Abidjan – Information exclusive : Pour la première fois depuis le début du suivi, la Côte d’Ivoire passera devant le Groupe de Coopération Internationale de Révision ICRG en session de niveau L3. Ce format L3, le plus élevé dans la procédure du GAFI, est réservé aux pays dont le dossier technique est jugé suffisamment avancé. Il permet une décision de radiation directement proposée à la plénière du GAFI sans passage par une revue intermédiaire.

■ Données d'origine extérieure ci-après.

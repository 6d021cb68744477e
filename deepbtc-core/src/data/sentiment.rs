//! alternative.me Fear & Greed index fetcher (sentiment source).

use super::http::HttpClient;
use super::provider::{finalize_table, DataError, SourceFetcher};
use crate::domain::time::{floor_day, from_unix_seconds};
use crate::domain::{DateRange, SourceId, TimeSeriesTable};
use chrono::NaiveDateTime;
use serde::Deserialize;
use std::sync::Arc;
use tracing::info;

pub const DEFAULT_BASE_URL: &str = "https://api.alternative.me";

#[derive(Debug, Deserialize)]
pub struct FngResponse {
    #[serde(default)]
    data: Vec<FngEntry>,
    #[serde(default)]
    metadata: Option<FngMetadata>,
}

#[derive(Debug, Deserialize)]
struct FngEntry {
    value: String,
    #[serde(default)]
    value_classification: Option<String>,
    timestamp: String,
}

#[derive(Debug, Deserialize)]
struct FngMetadata {
    #[serde(default)]
    error: Option<String>,
}

/// One parsed index reading.
#[derive(Debug, Clone, PartialEq)]
pub struct FngReading {
    pub day: NaiveDateTime,
    pub value: f64,
    pub classification: Option<String>,
}

pub fn parse_fng(resp: FngResponse) -> Result<Vec<FngReading>, DataError> {
    if let Some(err) = resp.metadata.and_then(|m| m.error) {
        if !err.trim().is_empty() {
            return Err(DataError::ResponseFormatChanged(format!(
                "fear & greed API error: {err}"
            )));
        }
    }

    resp.data
        .into_iter()
        .map(|entry| {
            let secs: i64 = entry.timestamp.trim().parse().map_err(|_| {
                DataError::ResponseFormatChanged(format!(
                    "fear & greed timestamp is not unix seconds: {:?}",
                    entry.timestamp
                ))
            })?;
            let day = from_unix_seconds(secs).map(floor_day).ok_or_else(|| {
                DataError::ResponseFormatChanged(format!("invalid fear & greed timestamp {secs}"))
            })?;
            let value: f64 = entry.value.trim().parse().map_err(|_| {
                DataError::ResponseFormatChanged(format!(
                    "fear & greed value is not numeric: {:?}",
                    entry.value
                ))
            })?;
            Ok(FngReading {
                day,
                value,
                classification: entry.value_classification,
            })
        })
        .collect()
}

pub struct FearGreedIndex {
    http: Arc<HttpClient>,
    base_url: String,
}

impl FearGreedIndex {
    pub fn new(http: Arc<HttpClient>, base_url: impl Into<String>) -> Self {
        Self {
            http,
            base_url: base_url.into(),
        }
    }
}

impl SourceFetcher for FearGreedIndex {
    fn name(&self) -> &str {
        "alternative.me"
    }

    fn source_id(&self) -> SourceId {
        SourceId::Sentiment
    }

    fn fetch(&self, range: &DateRange) -> Result<TimeSeriesTable, DataError> {
        // the API returns the latest N days, so ask for everything back to the start
        let today = chrono::Utc::now().naive_utc();
        let limit = (today.date() - range.start.date()).num_days().max(0) + 1;
        let url = format!("{}/fng/", self.base_url.trim_end_matches('/'));
        let query = [("limit", limit.to_string()), ("format", "json".to_string())];

        let resp: FngResponse = self.http.get_json(&url, &query)?;
        let readings = parse_fng(resp)?;
        if readings.is_empty() {
            return Err(DataError::NoData("fear & greed index returned no entries".into()));
        }

        let start = floor_day(range.start);
        let (timestamps, values): (Vec<_>, Vec<_>) = readings
            .into_iter()
            .filter(|r| r.day >= start && r.day <= range.end)
            .map(|r| (r.day, r.value))
            .unzip();

        let table = TimeSeriesTable::from_columns(timestamps, vec![("fear_greed_value", values)])?;
        let table = finalize_table(table)?;
        info!(rows = table.len(), "sentiment index fetched");
        Ok(table)
    }

    fn is_available(&self) -> bool {
        self.http.is_available()
    }
}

Selon des informations recueillies auprès d’une source proche du dossier, une délégation de haut niveau de l’ICRG séjournera à Abidjan du 8 au 11 septembre 2026.
Un agenda en deux phases
Du 8 au 9 septembre 2026, les experts procéderont à une évaluation sur place du rapport de sortie de la Côte d’Ivoire. L’objectif est de vérifier l’effectivité et la durabilité des réformes LBC/FT adoptées. Les points de contrôle porteront notamment sur la saisie et la confiscation des avoirs criminels, la supervision des secteurs à risque, le traitement des Déclarations d’Opérations Suspectes et la coopération judiciaire.

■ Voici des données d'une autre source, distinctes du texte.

//! Yahoo Finance chart client for daily index closes.
//!
//! Yahoo's v8 chart API has no official contract and changes without notice,
//! so every structural surprise is surfaced as `ResponseFormatChanged`.

use super::http::HttpClient;
use super::provider::DataError;
use crate::domain::time::{floor_day, from_unix_seconds, to_unix_seconds};
use crate::domain::DateRange;
use chrono::{Duration, NaiveDateTime};
use serde::Deserialize;

pub const DEFAULT_BASE_URL: &str = "https://query2.finance.yahoo.com";

/// Macro column name and Yahoo ticker for each index.
pub const YAHOO_SERIES: [(&str, &str); 5] = [
    ("SP500", "^GSPC"),
    ("NASDAQ", "^IXIC"),
    ("DXY", "DX-Y.NYB"),
    ("GOLD", "GC=F"),
    ("VIX", "^VIX"),
];

#[derive(Debug, Deserialize)]
pub struct ChartResponse {
    chart: ChartResult,
}

#[derive(Debug, Deserialize)]
struct ChartResult {
    result: Option<Vec<ChartData>>,
    error: Option<ChartError>,
}

#[derive(Debug, Deserialize)]
struct ChartError {
    code: String,
    description: String,
}

#[derive(Debug, Deserialize)]
struct ChartData {
    timestamp: Option<Vec<i64>>,
    indicators: Indicators,
}

#[derive(Debug, Deserialize)]
struct Indicators {
    quote: Vec<QuoteData>,
}

#[derive(Debug, Deserialize)]
struct QuoteData {
    close: Vec<Option<f64>>,
}

/// Daily closes from a chart response, pinned to 00:00 UTC. Days without a
/// close (holidays) are skipped.
pub fn parse_closes(ticker: &str, resp: ChartResponse) -> Result<Vec<(NaiveDateTime, f64)>, DataError> {
    let result = resp.chart.result.ok_or_else(|| match resp.chart.error {
        Some(err) if err.code == "Not Found" => {
            DataError::NoData(format!("unknown Yahoo ticker {ticker}"))
        }
        Some(err) => {
            DataError::ResponseFormatChanged(format!("{ticker}: {}: {}", err.code, err.description))
        }
        None => DataError::ResponseFormatChanged(format!("{ticker}: empty result with no error")),
    })?;

    let data = result
        .into_iter()
        .next()
        .ok_or_else(|| DataError::ResponseFormatChanged(format!("{ticker}: result array is empty")))?;

    let timestamps = data
        .timestamp
        .ok_or_else(|| DataError::ResponseFormatChanged(format!("{ticker}: no timestamps")))?;

    let quote = data
        .indicators
        .quote
        .into_iter()
        .next()
        .ok_or_else(|| DataError::ResponseFormatChanged(format!("{ticker}: no quote data")))?;

    let mut points = Vec::with_capacity(timestamps.len());
    for (i, &ts) in timestamps.iter().enumerate() {
        let Some(close) = quote.close.get(i).copied().flatten() else {
            continue;
        };
        let day = from_unix_seconds(ts).map(floor_day).ok_or_else(|| {
            DataError::ResponseFormatChanged(format!("{ticker}: invalid timestamp {ts}"))
        })?;
        points.push((day, close));
    }
    Ok(points)
}

/// `^` is not a legal path character; everything else in the tickers is.
fn encode_ticker(ticker: &str) -> String {
    ticker.replace('^', "%5E")
}

/// Fetch daily closes for one ticker over `range`.
pub fn fetch_daily_closes(
    http: &HttpClient,
    base_url: &str,
    ticker: &str,
    range: &DateRange,
) -> Result<Vec<(NaiveDateTime, f64)>, DataError> {
    let url = format!(
        "{}/v8/finance/chart/{}",
        base_url.trim_end_matches('/'),
        encode_ticker(ticker)
    );
    let query = [
        ("period1", to_unix_seconds(floor_day(range.start)).to_string()),
        (
            "period2",
            to_unix_seconds(floor_day(range.end) + Duration::days(1)).to_string(),
        ),
        ("interval", "1d".to_string()),
    ];
    let resp: ChartResponse = http.get_json(&url, &query)?;
    parse_closes(ticker, resp)
}

#[cfg(test)]
mod tests {
    use super::*;

    #[test]
    fn parses_closes_and_skips_holidays() {
        let body = r#"{"chart":{"result":[{"meta":{"symbol":"^GSPC"},
            "timestamp":[1577975400,1578061800,1578321000],
            "indicators":{"quote":[{"open":[1,2,3],"close":[3257.85,null,3246.28]}]}}],
            "error":null}}"#;
        let resp: ChartResponse = serde_json::from_str(body).unwrap();
        let points = parse_closes("^GSPC", resp).unwrap();

        assert_eq!(points.len(), 2);
        assert_eq!(points[0].0.to_string(), "2020-01-02 00:00:00");
        assert_eq!(points[0].1, 3257.85);
        assert_eq!(points[1].0.to_string(), "2020-01-06 00:00:00");
    }

    #[test]
    fn not_found_is_no_data() {
        let body = r#"{"chart":{"result":null,"error":{"code":"Not Found","description":"No data found, symbol may be delisted"}}}"#;
        let resp: ChartResponse = serde_json::from_str(body).unwrap();
        assert!(matches!(parse_closes("^NOPE", resp), Err(DataError::NoData(_))));
    }

    #[test]
    fn other_errors_are_format_errors() {
        let body = r#"{"chart":{"result":null,"error":{"code":"Bad Request","description":"Invalid input"}}}"#;
        let resp: ChartResponse = serde_json::from_str(body).unwrap();
        assert!(matches!(
            parse_closes("^GSPC", resp),
            Err(DataError::ResponseFormatChanged(_))
        ));
    }

    #[test]
    fn caret_is_percent_encoded() {
        assert_eq!(encode_ticker("^GSPC"), "%5EGSPC");
        assert_eq!(encode_ticker("GC=F"), "GC=F");
    }
}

Du 10 au 11 septembre 2026, l’ICRG tiendra des séances de face-à-face. Il s’agira d’examiner les progrès relatifs aux plans d’actions des autres pays de la région également placés sous surveillance.

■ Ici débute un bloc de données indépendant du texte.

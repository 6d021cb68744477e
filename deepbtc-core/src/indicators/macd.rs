//! MACD: difference of two close EMAs, its EMA signal, and the histogram.
//!
//! Lines, in column order: `macd`, `macd_signal`, `macd_hist`.
//! Lookback: slow - 1 for the MACD line, slow + signal - 2 for signal and
//! histogram.

use super::series::ema_of_series;
use super::{closes, Indicator};
use crate::domain::Bar;

#[derive(Debug, Clone)]
pub struct Macd {
    fast: usize,
    slow: usize,
    signal: usize,
}

impl Macd {
    pub fn new(fast: usize, slow: usize, signal: usize) -> Self {
        assert!(fast >= 1 && signal >= 1, "MACD periods must be >= 1");
        assert!(fast < slow, "MACD fast period must be below slow period");
        Self { fast, slow, signal }
    }

    /// The 12/26/9 configuration.
    pub fn standard() -> Self {
        Self::new(12, 26, 9)
    }

    fn macd_line(&self, bars: &[Bar]) -> Vec<f64> {
        let close = closes(bars);
        let fast = ema_of_series(&close, self.fast);
        let slow = ema_of_series(&close, self.slow);
        fast.iter().zip(&slow).map(|(f, s)| f - s).collect()
    }
}

impl Indicator for Macd {
    fn name(&self) -> &str {
        "macd"
    }

    fn lookback(&self) -> usize {
        self.slow - 1
    }

    fn compute(&self, bars: &[Bar]) -> Vec<f64> {
        self.macd_line(bars)
    }

    fn lines(&self) -> Vec<(String, usize)> {
        let signal_lookback = self.slow + self.signal - 2;
        vec![
            ("macd".into(), self.lookback()),
            ("macd_signal".into(), signal_lookback),
            ("macd_hist".into(), signal_lookback),
        ]
    }

    fn compute_lines(&self, bars: &[Bar]) -> Vec<Vec<f64>> {
        let macd = self.macd_line(bars);
        let signal = ema_of_series(&macd, self.signal);
        let hist = macd.iter().zip(&signal).map(|(m, s)| m - s).collect();
        vec![macd, signal, hist]
    }
}
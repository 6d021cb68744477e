//! Simple Moving Average (SMA) of close.
//!
//! Lookback: period - 1.

use super::series::rolling_mean;
use super::{closes, Indicator};
use crate::domain::Bar;

#[derive(Debug, Clone)]
pub struct Sma {
    period: usize,
    name: String,
}

impl Sma {
    pub fn new(period: usize) -> Self {
        assert!(period >= 1, "SMA period must be >= 1");
        Self {
            period,
            name: format!("sma_{period}"),
        }
    }
}

impl Indicator for Sma {
    fn name(&self) -> &str {
        &self.name
    }

    fn lookback(&self) -> usize {
        self.period - 1
    }

    fn compute(&self, bars: &[Bar]) -> Vec<f64> {
        rolling_mean(&closes(bars), self.period)
    }
}
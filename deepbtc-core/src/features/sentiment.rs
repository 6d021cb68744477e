//! Fear & Greed columns on the hourly axis.

use super::Columns;
use crate::domain::{TableError, TimeSeriesTable};
use crate::indicators::series::{diff, rolling_mean};

const WEEK: usize = 24 * 7;
const EXTREME_FEAR: f64 = 25.0;
const EXTREME_GREED: f64 = 75.0;

fn flag(values: &[f64], hit: impl Fn(f64) -> bool) -> Vec<f64> {
    values
        .iter()
        .map(|&v| {
            if v.is_nan() {
                f64::NAN
            } else if hit(v) {
                1.0
            } else {
                0.0
            }
        })
        .collect()
}

pub fn sentiment_columns(aligned: &TimeSeriesTable) -> Result<Columns, TableError> {
    let fng = aligned.require("fear_greed_value")?;
    Ok(vec![
        ("fear_greed_value".into(), fng.to_vec()),
        ("fear_greed_change_7d".into(), diff(fng, WEEK)),
        ("fear_greed_ma_7d".into(), rolling_mean(fng, WEEK)),
        ("extreme_fear".into(), flag(fng, |v| v < EXTREME_FEAR)),
        ("extreme_greed".into(), flag(fng, |v| v > EXTREME_GREED)),
    ])
}
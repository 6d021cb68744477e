//! On-Balance Volume. Starts at the first bar's volume and adds or subtracts
//! each bar's volume by the sign of the close change. No warmup.

use super::Indicator;
use crate::domain::Bar;

#[derive(Debug, Clone, Default)]
pub struct Obv;

impl Obv {
    pub fn new() -> Self {
        Self
    }
}

impl Indicator for Obv {
    fn name(&self) -> &str {
        "obv"
    }

    fn lookback(&self) -> usize {
        0
    }

    fn compute(&self, bars: &[Bar]) -> Vec<f64> {
        let mut out = Vec::with_capacity(bars.len());
        let Some(first) = bars.first() else {
            return out;
        };
        let mut running = first.volume;
        out.push(running);

        for pair in bars.windows(2) {
            let change = pair[1].close - pair[0].close;
            // a NaN close or volume holds the running total
            if !change.is_nan() && !pair[1].volume.is_nan() {
                if change > 0.0 {
                    running += pair[1].volume;
                } else if change < 0.0 {
                    running -= pair[1].volume;
                }
            }
            out.push(running);
        }
        out
    }
}

#[cfg(test)]
mod tests {
    use super::*;
    use crate::indicators::make_bars;

    #[test]
    fn accumulates_by_direction() {
        let mut bars = make_bars(&[10.0, 11.0, 11.0, 9.0]);
        for (b, v) in bars.iter_mut().zip([100.0, 50.0, 70.0, 30.0]) {
            b.volume = v;
        }
        assert_eq!(Obv::new().compute(&bars), vec![100.0, 150.0, 150.0, 120.0]);
    }

    #[test]
    fn empty_input() {
        assert!(Obv::new().compute(&[]).is_empty());
    }
}
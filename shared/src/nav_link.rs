use crate::route::AdminRoute;

pub const BRAND_LABEL: &str = "Admin Panel";

#[derive(Debug, Clone, Copy, PartialEq, Eq, Hash)]
pub struct NavLink {
    pub path: &'static str,
    pub label: &'static str,
}

impl NavLink {
    pub const fn of(route: AdminRoute) -> Self {
        NavLink {
            path: route.to_str(),
            label: route.label(),
        }
    }
}

pub const BRAND: NavLink = NavLink {
    path: AdminRoute::Dashboard.to_str(),
    label: BRAND_LABEL,
};

pub const DEPOSIT_REQUESTS: NavLink = NavLink::of(AdminRoute::DepositRequests);
pub const WITHDRAWAL_REQUESTS: NavLink = NavLink::of(AdminRoute::WithdrawalRequests);

/// Top bar links matched by substring, in display order
pub const MODE_LINKS: [NavLink; 2] = [DEPOSIT_REQUESTS, WITHDRAWAL_REQUESTS];

/// Drawer entries matched exactly, in display order
pub const DRAWER_LINKS: [NavLink; 5] = [
    NavLink::of(AdminRoute::Dashboard),
    NavLink::of(AdminRoute::Analytics),
    NavLink::of(AdminRoute::GameMode),
    NavLink::of(AdminRoute::Users),
    NavLink::of(AdminRoute::Settings),
];

pub fn find_drawer_link(path: &str) -> Option<&'static NavLink> {
    DRAWER_LINKS.iter().find(|link| link.path == path)
}
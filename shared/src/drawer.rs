use std::fmt::{Display, Formatter};

#[derive(Debug, Clone, Copy, PartialEq, Eq, Default)]
pub enum DrawerState {
    #[default]
    Closed,
    Open,
}

/// Everything the user can do to the drawer
#[derive(Debug, Clone, Copy, PartialEq, Eq)]
pub enum DrawerEvent {
    HamburgerActivated,
    CloseButton,
    Backdrop,
    LinkActivated,
}

impl DrawerState {
    pub fn is_open(&self) -> bool {
        matches!(self, DrawerState::Open)
    }

    pub fn apply(self, event: DrawerEvent) -> DrawerState {
        let next = match event {
            DrawerEvent::HamburgerActivated => DrawerState::Open,
            DrawerEvent::CloseButton | DrawerEvent::Backdrop | DrawerEvent::LinkActivated => {
                DrawerState::Closed
            }
        };
        tracing::debug!("drawer {} -> {} on {:?}", self, next, event);
        next
    }
}

impl Display for DrawerState {
    fn fmt(&self, f: &mut Formatter<'_>) -> std::fmt::Result {
        match self {
            DrawerState::Closed => write!(f, "closed"),
            DrawerState::Open => write!(f, "open"),
        }
    }
}
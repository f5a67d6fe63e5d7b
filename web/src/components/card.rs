use leptos::prelude::*;

#[component]
pub fn Card(
    #[prop(optional)] dashed: bool,
    #[prop(optional)] title: Option<&'static str>,
    children: Children,
) -> impl IntoView {
    let class = if dashed { "card-dashed" } else { "card" };
    view! {
        <section class=class>
            {title.map(|title| view! { <h2 class="card-title">{title}</h2> })}
            {children()}
        </section>
    }
}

Comprendre l’ICRG et les enjeux de la « liste grise »
L’ICRG ou International Co-operation Review Group est l’organe technique du GAFI. Il identifie les juridictions présentant des déficiences stratégiques en matière de Lutte contre le Blanchiment de Capitaux et le Financement du Terrorisme, suit la mise en œuvre de leurs plans d’actions et recommande leur inscription ou leur radiation de la liste de surveillance.

La « liste grise », officiellement “Juridictions sous surveillance renforcée”, concerne les pays qui se sont engagés politiquement à corriger rapidement leurs lacunes avec l’appui du GAFI. L’inscription entraîne un renchérissement des transactions internationales, une vigilance accrue des banques correspondantes et une obligation de reporting tous les quatre mois.
La procédure de sortie comporte trois étapes : adoption des réformes, évaluation sur place pour tester leur application effective, puis radiation en plénière. La visite du 8-9 septembre correspond à l’étape 2. Le passage en session L3 est donc déterminant : si l’évaluation est concluante, la recommandation de sortie est transmise directement.
Un enjeu macroéconomique majeur
Une recommandation positive de l’ICRG lors de cette session L3 ouvrirait la voie à une radiation officielle dès la prochaine plénière du GAFI. Pour le système financier ivoirien, c’est la perspective d’une baisse du coût du risque-pays, d’un assouplissement des relations de correspondants bancaires et d’un signal fort adressé aux investisseurs et agences de notation.
Les autorités ivoiriennes ont indiqué avoir finalisé l’ensemble des livrables requis au titre du plan d’action et mobilisé l’ensemble des ministères et régulateurs concernés pour la réussite de cette évaluation.